**Given entries:**

+---+

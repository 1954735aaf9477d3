//! The top-level pool registry: a trivial grow-only table of open `PoolManager` handles.
//!
//! Declared out of scope for the pool-manager core proper (`SPEC_FULL.md` section 1), but
//! implemented here in its simplest form so the crate is usable end to end through the
//! `init`/`shutdown`/`open`/`close` operations of section 6. Slots are nulled in place on close
//! and never reused or compacted, so a `PoolHandle` from a closed pool always reports
//! `UnknownHandle` rather than silently resolving to an unrelated, later pool (`SPEC_FULL.md`
//! section 9, "process-wide registry").

use log::debug;

use crate::error::PoolError;
use crate::manager::{AllocHandle, PoolManager, PoolStats};
use crate::policy::Policy;
use crate::slab::NodeState;

/// A stable handle to a pool held by a [`Registry`].
#[derive(Debug, Clone, Copy, PartialEq, Eq, Hash)]
pub struct PoolHandle(usize);

/// Process-wide, single-threaded collection of open pools.
///
/// Mirrors the source's grow-only array of pool-manager handles: `close` nulls a slot rather than
/// removing it, so indices remain stable and `shutdown` can simply check that every slot is
/// empty.
pub struct Registry {
	initialized: bool,
	pools: Vec<Option<PoolManager>>,
}

impl Registry {
	pub const fn new() -> Self {
		Self {
			initialized: false,
			pools: Vec::new(),
		}
	}

	pub fn init(&mut self) -> Result<(), PoolError> {
		if self.initialized {
			return Err(PoolError::AlreadyInitialized);
		}
		self.initialized = true;
		debug!("registry initialized");
		Ok(())
	}

	pub fn shutdown(&mut self) -> Result<(), PoolError> {
		if !self.initialized {
			return Err(PoolError::NotInitialized);
		}
		if self.pools.iter().any(Option::is_some) {
			return Err(PoolError::LiveManagers);
		}
		self.initialized = false;
		self.pools.clear();
		debug!("registry shut down");
		Ok(())
	}

	pub fn open(&mut self, size: usize, policy: Policy) -> Result<PoolHandle, PoolError> {
		if !self.initialized {
			return Err(PoolError::NotInitialized);
		}
		let pool = PoolManager::open(size, policy)?;

		// Grow-only: a new pool always gets a fresh slot, even if earlier slots were nulled by
		// `close`. This keeps closed handles permanently invalid instead of letting them resolve
		// to whatever later pool happens to reuse their index.
		self.pools.push(Some(pool));
		Ok(PoolHandle(self.pools.len() - 1))
	}

	pub fn close(&mut self, handle: PoolHandle) -> Result<(), PoolError> {
		let slot = self
			.pools
			.get_mut(handle.0)
			.ok_or(PoolError::UnknownHandle)?;
		let pool = slot.as_ref().ok_or(PoolError::UnknownHandle)?;
		if !pool.is_empty() {
			return Err(PoolError::NotEmpty);
		}
		// Checked above, so the consuming close() below cannot fail; the slot is nulled either
		// way, keeping the handle permanently invalid afterwards.
		slot.take()
			.expect("checked Some above")
			.close()
			.expect("is_empty checked above");
		Ok(())
	}

	fn get_mut(&mut self, handle: PoolHandle) -> Result<&mut PoolManager, PoolError> {
		self.pools
			.get_mut(handle.0)
			.and_then(Option::as_mut)
			.ok_or(PoolError::UnknownHandle)
	}

	fn get(&self, handle: PoolHandle) -> Result<&PoolManager, PoolError> {
		self.pools
			.get(handle.0)
			.and_then(Option::as_ref)
			.ok_or(PoolError::UnknownHandle)
	}

	pub fn allocate(&mut self, handle: PoolHandle, size: usize) -> Result<AllocHandle, PoolError> {
		self.get_mut(handle)?.allocate(size)
	}

	pub fn deallocate(&mut self, handle: PoolHandle, alloc: AllocHandle) -> Result<(), PoolError> {
		self.get_mut(handle)?.deallocate(alloc)
	}

	pub fn inspect(&self, handle: PoolHandle) -> Result<Vec<(usize, NodeState)>, PoolError> {
		Ok(self.get(handle)?.inspect())
	}

	pub fn stats(&self, handle: PoolHandle) -> Result<PoolStats, PoolError> {
		Ok(self.get(handle)?.stats())
	}
}

impl Default for Registry {
	fn default() -> Self {
		Self::new()
	}
}
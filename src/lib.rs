//! A suballocator library: open a fixed-size backing buffer under an allocation policy, then
//! repeatedly carve byte ranges out of it with `allocate` and hand them back with `deallocate`.
//!
//! The pool manager (`manager` module) tracks the buffer's contents as an address-ordered list of
//! allocation/gap segments threaded through a stable-index node slab (`slab` module), plus a
//! size-ordered gap index (`gap_index` module) for best-fit lookups. `registry` is the
//! process-wide, grow-only table of open pools; most callers only need `PoolManager` directly.
//!
//! This crate does not provide thread-safety, cross-pool coalescing, compaction, alignment beyond
//! byte granularity, or returning memory to the host allocator.

mod error;
mod gap_index;
mod manager;
mod policy;
#[cfg(test)]
mod proptests;
mod registry;
mod slab;

pub use error::PoolError;
pub use manager::{AllocHandle, PoolConfig, PoolManager, PoolStats};
pub use policy::Policy;
pub use registry::{PoolHandle, Registry};
pub use slab::NodeState;
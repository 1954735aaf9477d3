//! Stable-index node storage and the address-ordered list threaded through it.
//!
//! Spec components 4.1 (node slab) and 4.2 (address-ordered list) are implemented as a single
//! type here rather than two collaborating objects: the link pointers and the free-slot list are
//! fields of the same storage, and every mutation that touches one touches the other. See
//! `SPEC_FULL.md` section 4.2.

use log::trace;

use crate::error::PoolError;

/// Index into [`NodeSlab::nodes`]. Stable for the lifetime of the node it identifies, even across
/// slab growth, since growth only appends to the backing `Vec` and never relocates by value in a
/// way that changes what index `i` refers to.
pub type NodeRef = usize;

#[derive(Debug, Clone, Copy, PartialEq, Eq)]
pub enum NodeState {
	/// Not linked into the address list; available for [`NodeSlab::acquire`].
	Vacant,
	Gap,
	Allocated,
}

#[derive(Debug, Clone, Copy)]
pub(crate) struct Node {
	pub base: usize,
	pub size: usize,
	pub state: NodeState,
	pub prev: Option<NodeRef>,
	/// Doubles as the next-free-slot link while `state == Vacant`.
	pub next: Option<NodeRef>,
}

impl Node {
	const fn vacant(next_free: Option<NodeRef>) -> Self {
		Self {
			base: 0,
			size: 0,
			state: NodeState::Vacant,
			prev: None,
			next: next_free,
		}
	}
}

pub struct NodeSlab {
	nodes: Vec<Node>,
	free_head: Option<NodeRef>,
	in_use: usize,
	head: Option<NodeRef>,
	tail: Option<NodeRef>,
}

impl NodeSlab {
	pub const INITIAL_CAPACITY: usize = 40;
	pub const FILL_FACTOR_THRESHOLD: f64 = 0.75;

	/// Build a slab whose address list initially contains a single gap node covering
	/// `[0, total_size)`.
	pub(crate) fn new(total_size: usize) -> Result<Self, PoolError> {
		let mut slab = Self {
			nodes: Vec::new(),
			free_head: None,
			in_use: 0,
			head: None,
			tail: None,
		};
		slab.grow_to(Self::INITIAL_CAPACITY)?;

		let root = slab.acquire()?;
		slab.nodes[root] = Node {
			base: 0,
			size: total_size,
			state: NodeState::Gap,
			prev: None,
			next: None,
		};
		slab.head = Some(root);
		slab.tail = Some(root);
		Ok(slab)
	}

	pub(crate) fn head(&self) -> Option<NodeRef> {
		self.head
	}

	pub(crate) fn next_of(&self, node: NodeRef) -> Option<NodeRef> {
		self.nodes[node].next
	}

	pub(crate) fn prev_of(&self, node: NodeRef) -> Option<NodeRef> {
		self.nodes[node].prev
	}

	pub(crate) fn state_of(&self, node: NodeRef) -> NodeState {
		self.nodes[node].state
	}

	pub(crate) fn size_of(&self, node: NodeRef) -> usize {
		self.nodes[node].size
	}

	pub(crate) fn base_of(&self, node: NodeRef) -> usize {
		self.nodes[node].base
	}

	/// Iterate nodes in address order, starting at the head of the list.
	pub(crate) fn iter(&self) -> NodeIter<'_> {
		NodeIter {
			slab: self,
			current: self.head,
		}
	}

	fn occupancy(&self) -> f64 {
		if self.nodes.is_empty() {
			return 1.0;
		}
		self.in_use as f64 / self.nodes.len() as f64
	}

	fn grow_to(&mut self, new_capacity: usize) -> Result<(), PoolError> {
		let old_capacity = self.nodes.len();
		if new_capacity <= old_capacity {
			return Ok(());
		}
		self.nodes
			.try_reserve(new_capacity - old_capacity)
			.map_err(|_| PoolError::HostOutOfMemory)?;
		for _ in old_capacity..new_capacity {
			let idx = self.nodes.len();
			self.nodes.push(Node::vacant(self.free_head));
			self.free_head = Some(idx);
		}
		trace!("node slab grew {old_capacity} -> {new_capacity}");
		Ok(())
	}

	fn grow(&mut self) -> Result<(), PoolError> {
		let old_capacity = self.nodes.len();
		let new_capacity = old_capacity
			.checked_mul(2)
			.ok_or(PoolError::HostOutOfMemory)?;
		self.grow_to(new_capacity)
	}

	/// Double the slab first if occupancy already exceeds the fill-factor threshold.
	pub(crate) fn reserve_slot(&mut self) -> Result<(), PoolError> {
		if self.occupancy() > Self::FILL_FACTOR_THRESHOLD {
			self.grow()?;
		}
		Ok(())
	}

	/// Return a vacant slot, growing the slab first if needed. Does not link the slot into the
	/// address list or set its fields; callers (`new`, `split`) do that themselves.
	pub(crate) fn acquire(&mut self) -> Result<NodeRef, PoolError> {
		self.reserve_slot()?;
		let slot = self
			.free_head
			.expect("reserve_slot guarantees a vacant slot exists");
		self.free_head = self.nodes[slot].next;
		self.nodes[slot].next = None;
		self.in_use += 1;
		Ok(slot)
	}

	/// Transition a node to `Vacant`, clear its fields, and unlink it from the address list.
	pub(crate) fn release(&mut self, node: NodeRef) {
		let prev = self.nodes[node].prev;
		let next = self.nodes[node].next;
		match prev {
			Some(p) => self.nodes[p].next = next,
			None => self.head = next,
		}
		match next {
			Some(n) => self.nodes[n].prev = prev,
			None => self.tail = prev,
		}

		self.nodes[node] = Node::vacant(self.free_head);
		self.free_head = Some(node);
		self.in_use -= 1;
	}

	/// Split `node` (which must be a `Gap` with `size > prefix_size`) into a `prefix_size`-byte
	/// prefix that keeps `node`'s identity, and a newly acquired `Gap` node covering the
	/// remainder, linked immediately after `node`. Returns the new node's reference.
	pub(crate) fn split(&mut self, node: NodeRef, prefix_size: usize) -> Result<NodeRef, PoolError> {
		debug_assert_eq!(self.nodes[node].state, NodeState::Gap);
		let old_size = self.nodes[node].size;
		debug_assert!(old_size > prefix_size);

		let base = self.nodes[node].base;
		let old_next = self.nodes[node].next;

		let remainder = self.acquire()?;
		self.nodes[node].size = prefix_size;
		self.nodes[remainder] = Node {
			base: base + prefix_size,
			size: old_size - prefix_size,
			state: NodeState::Gap,
			prev: Some(node),
			next: old_next,
		};

		match old_next {
			Some(n) => self.nodes[n].prev = Some(remainder),
			None => self.tail = Some(remainder),
		}
		self.nodes[node].next = Some(remainder);

		Ok(remainder)
	}

	pub(crate) fn set_state(&mut self, node: NodeRef, state: NodeState) {
		self.nodes[node].state = state;
	}

	/// Grow `node`'s size and release its forward neighbor `merged`, which must be the
	/// node immediately after `node` on the list. Used by forward coalescing.
	pub(crate) fn absorb_next(&mut self, node: NodeRef, merged: NodeRef) {
		debug_assert_eq!(self.nodes[node].next, Some(merged));
		self.nodes[node].size += self.nodes[merged].size;
		self.release(merged);
	}
}

pub(crate) struct NodeIter<'a> {
	slab: &'a NodeSlab,
	current: Option<NodeRef>,
}

impl<'a> Iterator for NodeIter<'a> {
	type Item = NodeRef;

	fn next(&mut self) -> Option<Self::Item> {
		let node = self.current?;
		self.current = self.slab.next_of(node);
		Some(node)
	}
}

+---+

**Work to be completed:** Beginning with the first line of the entries, repeat each line exactly until you have reproduced the one containing "A stable handle", and add nothing further.

**Answer to this task:**
repository 1954735aaf9477d3
//! The top-level pool registry: a trivial grow-only table of open `PoolManager` handles.
//!
//! Declared out of scope for the pool-manager core proper (`SPEC_FULL.md` section 1), but
//! implemented here in its simplest form so the crate is usable end to end through the
//! `init`/`shutdown`/`open`/`close` operations of section 6. Slots are nulled in place on close
//! and never reused or compacted, so a `PoolHandle` from a closed pool always reports
//! `UnknownHandle` rather than silently resolving to an unrelated, later pool (`SPEC_FULL.md`
//! section 9, "process-wide registry").

use log::debug;

use crate::error::PoolError;
use crate::manager::{AllocHandle, PoolManager, PoolStats};
use crate::policy::Policy;
use crate::slab::NodeState;

/// A stable handle to a pool held by a [`Registry`].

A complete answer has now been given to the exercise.